The thesis closes with the predictability of a long-lasting heat wave, which affected large parts of Central Europe from 24 July to 09 August 2018. Both 3- and 7-day operational forecasts often underestimate 2-m temperatures averaged over the heat wave area. Errors on the 7-day time scale are related to upper-tropospheric dynamics, as shown by a consistent underestimation of 500-hPa geopotential height. However, 500-hPa geopotential height errors are considerably reduced in 3-day forecasts and for this lead time, prediction errors are related to physical processes along trajectories.

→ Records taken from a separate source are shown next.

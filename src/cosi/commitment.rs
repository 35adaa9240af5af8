// Copyright 2019 Stichting Organism
//
// Licensed under the Apache License, Version 2.0 (the "License");
// you may not use this file except in compliance with the License.
// You may obtain a copy of the License at
//
//     http://www.apache.org/licenses/LICENSE-2.0
//
// Unless required by applicable law or agreed to in writing, software
// distributed under the License is distributed on an "AS IS" BASIS,
// WITHOUT WARRANTIES OR CONDITIONS OF ANY KIND, either express or implied.
// See the License for the specific language governing permissions and
// limitations under the License.

//! Nonces and the commitments published in the first round of CoSi

use core::fmt::Debug;
use curve25519_dalek::{
    edwards::{CompressedEdwardsY, EdwardsPoint},
    scalar::Scalar,
};
use zeroize::Zeroize;

use crate::errors::CosiError;
use crate::keys::{ExpandedSecretKey, SecretKey};
use crate::tools::{hash_to_scalar, scalar_from_canonical_bytes, EdwardsBoth, SCALAR_LENGTH};

/// The length of a `Commitment`, in bytes.
pub const COMMITMENT_LENGTH: usize = 32;

/// Counter used by `derive_commitment`.
pub const DEFAULT_NONCE_COUNTER: u32 = 0;

/// The secret nonce `r_i` of one signer for one message.
#[derive(Clone)]
pub struct Nonce(pub(crate) Scalar);

impl Debug for Nonce {
    fn fmt(&self, f: &mut ::core::fmt::Formatter) -> ::core::fmt::Result {
        write!(f, "Nonce( .. )")
    }
}

impl Zeroize for Nonce {
    fn zeroize(&mut self) {
        self.0.zeroize();
    }
}

impl Drop for Nonce {
    fn drop(&mut self) {
        self.zeroize();
    }
}

impl Nonce {
    /// Convert this nonce to its canonical scalar bytes.
    pub fn to_bytes(&self) -> [u8; SCALAR_LENGTH] {
        self.0.to_bytes()
    }

    /// Construct a `Nonce` from canonical scalar bytes.
    pub fn from_bytes(bytes: &[u8]) -> Result<Nonce, CosiError> {
        Ok(Nonce(scalar_from_canonical_bytes("Nonce", bytes)?))
    }

    /// The public commitment `R_i = r_i * G` for this nonce.
    pub fn commitment(&self) -> Commitment {
        Commitment(EdwardsBoth::from_point(EdwardsPoint::mul_base(&self.0)))
    }
}

/// A public nonce commitment `R_i`, or the aggregate `R` of a ceremony.
#[derive(Copy, Clone, Debug, PartialEq, Eq)]
pub struct Commitment(pub(crate) EdwardsBoth);

impl Commitment {
    const DESCRIPTION: &'static str = "A CoSi nonce commitment as a 32-byte compressed point.";

    /// Wrap a point we computed ourselves.
    pub fn from_point(point: EdwardsPoint) -> Commitment {
        Commitment(EdwardsBoth::from_point(point))
    }

    /// Access the compressed Edwards form
    pub fn as_compressed(&self) -> &CompressedEdwardsY {
        self.0.as_compressed()
    }

    /// Access the point form
    pub fn as_point(&self) -> &EdwardsPoint {
        self.0.as_point()
    }

    /// View this commitment as a byte array.
    pub fn as_bytes(&self) -> &[u8; COMMITMENT_LENGTH] {
        self.0.as_bytes()
    }

    /// Convert this commitment to a byte array.
    pub fn to_bytes(&self) -> [u8; COMMITMENT_LENGTH] {
        self.0.to_bytes()
    }

    /// Decode a commitment, rejecting anything outside the prime-order subgroup.
    pub fn from_bytes(bytes: &[u8]) -> Result<Commitment, CosiError> {
        Ok(Commitment(EdwardsBoth::from_bytes(bytes)?))
    }
}

serde_boilerplate!(Commitment);

/// Derive the nonce and commitment a signer uses for `message`.
///
/// `r = SHA-512(prefix || message || counter) mod L` with the counter fixed
/// at zero. The same seed and message always give the same nonce, and no
/// randomness is accepted from the caller.
pub fn derive_commitment(secret_key: &SecretKey, message: &[u8]) -> (Nonce, Commitment) {
    derive_commitment_with_counter(secret_key, message, DEFAULT_NONCE_COUNTER)
}

/// As `derive_commitment`, for an explicit counter.
///
/// A ceremony restarted on the same message with a different participant set
/// has a different challenge, so it must use a different counter.
pub fn derive_commitment_with_counter(
    secret_key: &SecretKey,
    message: &[u8],
    counter: u32,
) -> (Nonce, Commitment) {
    nonce_from_expanded(&secret_key.expand(), message, counter)
}

pub(crate) fn nonce_from_expanded(
    expanded: &ExpandedSecretKey,
    message: &[u8],
    counter: u32,
) -> (Nonce, Commitment) {
    // 4 byte big endian counter
    let nonce = Nonce(hash_to_scalar(&[
        &expanded.nonce_prefix()[..],
        message,
        &counter.to_be_bytes()[..],
    ]));
    let commitment = nonce.commitment();
    (nonce, commitment)
}
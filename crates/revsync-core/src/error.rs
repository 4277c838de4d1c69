//! Error types for revsync.
//!
//! Only failures that leave the working directory unusable for the
//! requested operation are errors. Reset and submodule failures are
//! reported as diagnostics instead, and listing failures collapse to
//! empty collections.
//!
//! # Example
//!
//! ```
//! use revsync_core::{Result, RevsyncError};
//!
//! fn fetch(code: i32) -> Result<()> {
//!     if code != 0 {
//!         return Err(RevsyncError::import_failed(
//!             "https://github.com/org/docs.git",
//!             "fetch",
//!             code,
//!         ));
//!     }
//!     Ok(())
//! }
//!
//! assert!(fetch(128).unwrap_err().is_import_failure());
//! ```

use std::io;
use std::path::PathBuf;
use thiserror::Error;

/// Main error type for revsync operations.
#[derive(Debug, Error)]
pub enum RevsyncError {
    /// A clone or fetch exited with a non-zero status.
    #[error("Failed to get code from '{repo_url}' (git {operation}): {code}")]
    ImportFailed {
        /// Remote the operation was run against
        repo_url: String,
        /// Which primitive failed (`clone` or `fetch`)
        operation: &'static str,
        /// Exit code reported by the command
        code: i32,
    },

    /// The working directory could not be discarded or created.
    #[error("Working directory '{}' is unusable: {source}", path.display())]
    WorkingDirectory {
        /// Directory that was being removed or created
        path: PathBuf,
        /// Underlying filesystem error
        #[source]
        source: io::Error,
    },

    /// The command runner could not start a program.
    #[error("Failed to run '{program}': {source}")]
    CommandSpawn {
        /// Program that was being started
        program: String,
        /// Underlying spawn error
        #[source]
        source: io::Error,
    },

    /// A checkout target was rejected before reaching git.
    #[error("Invalid revision '{identifier}': {reason}")]
    InvalidRevision {
        /// The rejected identifier
        identifier: String,
        /// Why it was rejected
        reason: String,
    },
}

impl RevsyncError {
    /// Creates an ImportFailed error.
    pub fn import_failed(repo_url: impl Into<String>, operation: &'static str, code: i32) -> Self {
        Self::ImportFailed {
            repo_url: repo_url.into(),
            operation,
            code,
        }
    }

    /// Creates a WorkingDirectory error.
    pub fn working_directory(path: impl Into<PathBuf>, source: io::Error) -> Self {
        Self::WorkingDirectory {
            path: path.into(),
            source,
        }
    }

    /// Creates a CommandSpawn error.
    pub fn command_spawn(program: impl Into<String>, source: io::Error) -> Self {
        Self::CommandSpawn {
            program: program.into(),
            source,
        }
    }

    /// Creates an InvalidRevision error.
    pub fn invalid_revision(identifier: impl Into<String>, reason: impl Into<String>) -> Self {
        Self::InvalidRevision {
            identifier: identifier.into(),
            reason: reason.into(),
        }
    }

    /// Returns true if a clone or fetch failed.
    pub fn is_import_failure(&self) -> bool {
        matches!(self, Self::ImportFailed { .. })
    }

    /// Returns true if the working directory could not be discarded or created.
    pub fn is_working_directory_error(&self) -> bool {
        matches!(self, Self::WorkingDirectory { .. })
    }

    /// Returns true if a checkout target was rejected.
    pub fn is_invalid_revision(&self) -> bool {
        matches!(self, Self::InvalidRevision { .. })
    }

    /// Returns the exit code carried by an import failure.
    pub fn exit_code(&self) -> Option<i32> {
        match self {
            Self::ImportFailed { code, .. } => Some(*code),
            _ => None,
        }
    }
}

/// Type alias for Results with RevsyncError.
pub type Result<T> = std::result::Result<T, RevsyncError>;

#[cfg(test)]
mod tests {
    use super::*;

    #[test]
    fn test_import_failed_display() {
        let error = RevsyncError::import_failed("https://example.com/repo.git", "clone", 128);
        let msg = error.to_string();

        assert_eq!(
            msg,
            "Failed to get code from 'https://example.com/repo.git' (git clone): 128"
        );
        assert!(error.is_import_failure());
        assert_eq!(error.exit_code(), Some(128));
    }

    #[test]
    fn test_working_directory_keeps_source() {
        let io_error = io::Error::new(io::ErrorKind::PermissionDenied, "access denied");
        let error = RevsyncError::working_directory("/srv/checkouts/docs", io_error);

        use std::error::Error;
        assert!(error.source().is_some());
        assert!(error.is_working_directory_error());
        assert!(error.to_string().contains("/srv/checkouts/docs"));
        assert_eq!(error.exit_code(), None);
    }

    #[test]
    fn test_invalid_revision() {
        let error = RevsyncError::invalid_revision("--upload-pack=evil", "cannot start with '-'");

        assert!(error.is_invalid_revision());
        assert!(error.to_string().contains("--upload-pack=evil"));
    }

    #[test]
    fn test_result_with_question_mark() {
        fn inner() -> Result<()> {
            Err(RevsyncError::invalid_revision("", "empty"))
        }

        fn outer() -> Result<String> {
            inner()?;
            Ok("synced".into())
        }

        assert!(matches!(outer(), Err(RevsyncError::InvalidRevision { .. })));
    }
}
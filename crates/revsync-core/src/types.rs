//! Common type definitions and newtypes for revsync.

use serde::{Deserialize, Serialize};
use std::fmt;
use std::path::{Path, PathBuf};

/// Handle naming the backend instance that produced a value.
///
/// A backend is identified by the working directory it operates on, so the
/// handle is enough to find the backend again without owning it.
///
/// # Example
///
/// ```
/// use revsync_core::BackendId;
///
/// let id = BackendId::new("/srv/checkouts/docs");
/// assert_eq!(id.working_dir().to_str(), Some("/srv/checkouts/docs"));
/// ```
#[derive(Debug, Clone, PartialEq, Eq, Hash, Serialize, Deserialize)]
#[serde(transparent)]
pub struct BackendId(PathBuf);

impl BackendId {
    /// Creates a handle for the backend bound to `working_dir`.
    pub fn new(working_dir: impl Into<PathBuf>) -> Self {
        Self(working_dir.into())
    }

    /// Returns the working directory this handle refers to.
    pub fn working_dir(&self) -> &Path {
        &self.0
    }
}

impl fmt::Display for BackendId {
    fn fmt(&self, f: &mut fmt::Formatter<'_>) -> fmt::Result {
        write!(f, "{}", self.0.display())
    }
}

impl From<&Path> for BackendId {
    fn from(path: &Path) -> Self {
        Self::new(path)
    }
}

/// Raw result of an external command: exit code and captured streams.
///
/// A process terminated by a signal reports code `-1`.
#[derive(Debug, Clone, PartialEq, Eq, Default, Serialize, Deserialize)]
pub struct CommandOutput {
    /// Exit code of the process.
    pub code: i32,
    /// Captured standard output.
    pub stdout: String,
    /// Captured standard error.
    pub stderr: String,
}

impl CommandOutput {
    /// Creates a new output triple.
    pub fn new(code: i32, stdout: impl Into<String>, stderr: impl Into<String>) -> Self {
        Self {
            code,
            stdout: stdout.into(),
            stderr: stderr.into(),
        }
    }

    /// Creates a successful output with the given stdout.
    pub fn ok(stdout: impl Into<String>) -> Self {
        Self::new(0, stdout, "")
    }

    /// Creates a failed output with the given code and stderr.
    pub fn failed(code: i32, stderr: impl Into<String>) -> Self {
        Self::new(code, "", stderr)
    }

    /// Returns true if the command exited with status zero.
    pub fn success(&self) -> bool {
        self.code == 0
    }

    /// Splits the output into the `(code, stdout, stderr)` triple.
    pub fn into_parts(self) -> (i32, String, String) {
        (self.code, self.stdout, self.stderr)
    }
}
//! Working-directory state management.
//!
//! A working directory is bound to exactly one remote. When a caller asks
//! for a different remote, the old checkout is removed before anything is
//! cloned or fetched into it.

use std::collections::HashMap;
use std::path::{Path, PathBuf};

use revsync_core::{CommandRunner, Result, RevsyncError};
use tracing::{debug, info};

/// Outcome of [`ensure_consistent`].
#[derive(Debug, Clone, PartialEq, Eq)]
pub enum WorkdirState {
    /// The directory does not exist yet.
    Absent,
    /// The directory is bound to the requested remote and was kept.
    Reused,
    /// The directory was bound elsewhere (or unreadable) and was removed.
    Discarded {
        /// Origin URL found in the old checkout, if any.
        previous_url: Option<String>,
    },
}

/// Returns the path of the git config file inside a working directory.
pub fn git_config_path(working_dir: &Path) -> PathBuf {
    working_dir.join(".git").join("config")
}

/// Reads `remote.origin.url` from the checkout in `working_dir`.
///
/// Returns `None` when the value is missing or unreadable.
///
/// # Errors
///
/// Returns an error only if the runner cannot start git.
pub fn configured_origin(
    runner: &dyn CommandRunner,
    git_program: &str,
    working_dir: &Path,
    env: &HashMap<String, String>,
) -> Result<Option<String>> {
    let config_path = git_config_path(working_dir);
    let config_path = config_path.to_string_lossy();
    let output = runner.run(
        git_program,
        &["config", "-f", &config_path, "--get", "remote.origin.url"],
        working_dir,
        env,
    )?;

    let url = output.stdout.trim();
    if !output.success() || url.is_empty() {
        return Ok(None);
    }
    Ok(Some(url.to_string()))
}

/// Makes sure `working_dir` is either absent or bound to `desired_url`.
///
/// An existing directory whose origin differs from `desired_url`, or whose
/// origin cannot be read, is removed recursively.
///
/// # Errors
///
/// - `RevsyncError::WorkingDirectory` if the stale directory cannot be removed
/// - `RevsyncError::CommandSpawn` if git cannot be started
pub fn ensure_consistent(
    runner: &dyn CommandRunner,
    git_program: &str,
    working_dir: &Path,
    desired_url: &str,
    env: &HashMap<String, String>,
) -> Result<WorkdirState> {
    if !working_dir.exists() {
        debug!("Working directory {:?} does not exist yet", working_dir);
        return Ok(WorkdirState::Absent);
    }

    let previous_url = configured_origin(runner, git_program, working_dir, env)?;
    if previous_url.as_deref() == Some(desired_url) {
        debug!("Working directory {:?} already tracks {}", working_dir, desired_url);
        return Ok(WorkdirState::Reused);
    }

    info!(
        "Removing {:?}: origin {:?} does not match {}",
        working_dir, previous_url, desired_url
    );
    std::fs::remove_dir_all(working_dir)
        .map_err(|e| RevsyncError::working_directory(working_dir, e))?;

    Ok(WorkdirState::Discarded { previous_url })
}

#[cfg(test)]
mod tests {
    use super::*;
    use revsync_core::CommandOutput;

    /// Answers every command with the same output.
    struct FixedRunner(CommandOutput);

    impl CommandRunner for FixedRunner {
        fn run(
            &self,
            _program: &str,
            _args: &[&str],
            _cwd: &Path,
            _env: &HashMap<String, String>,
        ) -> Result<CommandOutput> {
            Ok(self.0.clone())
        }
    }

    const URL: &str = "https://github.com/org/docs.git";

    fn checkout_with_marker() -> tempfile::TempDir {
        let dir = tempfile::tempdir().unwrap();
        std::fs::write(dir.path().join("marker.txt"), "old").unwrap();
        dir
    }

    #[test]
    fn test_absent_directory_is_left_alone() {
        let dir = tempfile::tempdir().unwrap();
        let missing = dir.path().join("missing");
        let runner = FixedRunner(CommandOutput::ok(URL));

        let state = ensure_consistent(&runner, "git", &missing, URL, &HashMap::new()).unwrap();

        assert_eq!(state, WorkdirState::Absent);
        assert!(!missing.exists());
    }

    #[test]
    fn test_matching_origin_is_reused() {
        let dir = checkout_with_marker();
        let runner = FixedRunner(CommandOutput::ok(format!("{}\n", URL)));

        let state = ensure_consistent(&runner, "git", dir.path(), URL, &HashMap::new()).unwrap();

        assert_eq!(state, WorkdirState::Reused);
        assert!(dir.path().join("marker.txt").exists());
    }

    #[test]
    fn test_different_origin_is_discarded() {
        let dir = checkout_with_marker();
        let runner = FixedRunner(CommandOutput::ok("https://github.com/org/old.git\n"));

        let state = ensure_consistent(&runner, "git", dir.path(), URL, &HashMap::new()).unwrap();

        assert_eq!(
            state,
            WorkdirState::Discarded {
                previous_url: Some("https://github.com/org/old.git".to_string())
            }
        );
        assert!(!dir.path().exists());
    }

    #[test]
    fn test_unreadable_origin_is_discarded() {
        let dir = checkout_with_marker();
        let runner = FixedRunner(CommandOutput::failed(1, ""));

        let state = ensure_consistent(&runner, "git", dir.path(), URL, &HashMap::new()).unwrap();

        assert_eq!(state, WorkdirState::Discarded { previous_url: None });
        assert!(!dir.path().exists());
    }

    #[test]
    fn test_removal_failure_is_fatal() {
        let dir = tempfile::tempdir().unwrap();
        let not_a_dir = dir.path().join("checkout");
        std::fs::write(&not_a_dir, "plain file").unwrap();
        let runner = FixedRunner(CommandOutput::failed(1, ""));

        let err = ensure_consistent(&runner, "git", &not_a_dir, URL, &HashMap::new()).unwrap_err();

        assert!(err.is_working_directory_error());
        assert!(not_a_dir.exists());
    }

    #[test]
    fn test_config_path() {
        assert_eq!(
            git_config_path(Path::new("/srv/docs")),
            PathBuf::from("/srv/docs/.git/config")
        );
    }
}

In a new and unique approach that is based on a combination of trajectories from reanalysis and predictions, it is found that 2-m temperature errors of 3-day forecasts are mostly due to diabatic processes in the planetary boundary layer. In forecasts underestimating 2-m temperature, the diabatic heating along trajectories between 12 and 18 UTC is considerably underestimated. The temperature error at the location of the heat wave is confined to the planetary boundary layer and substantially reduced in the free atmosphere.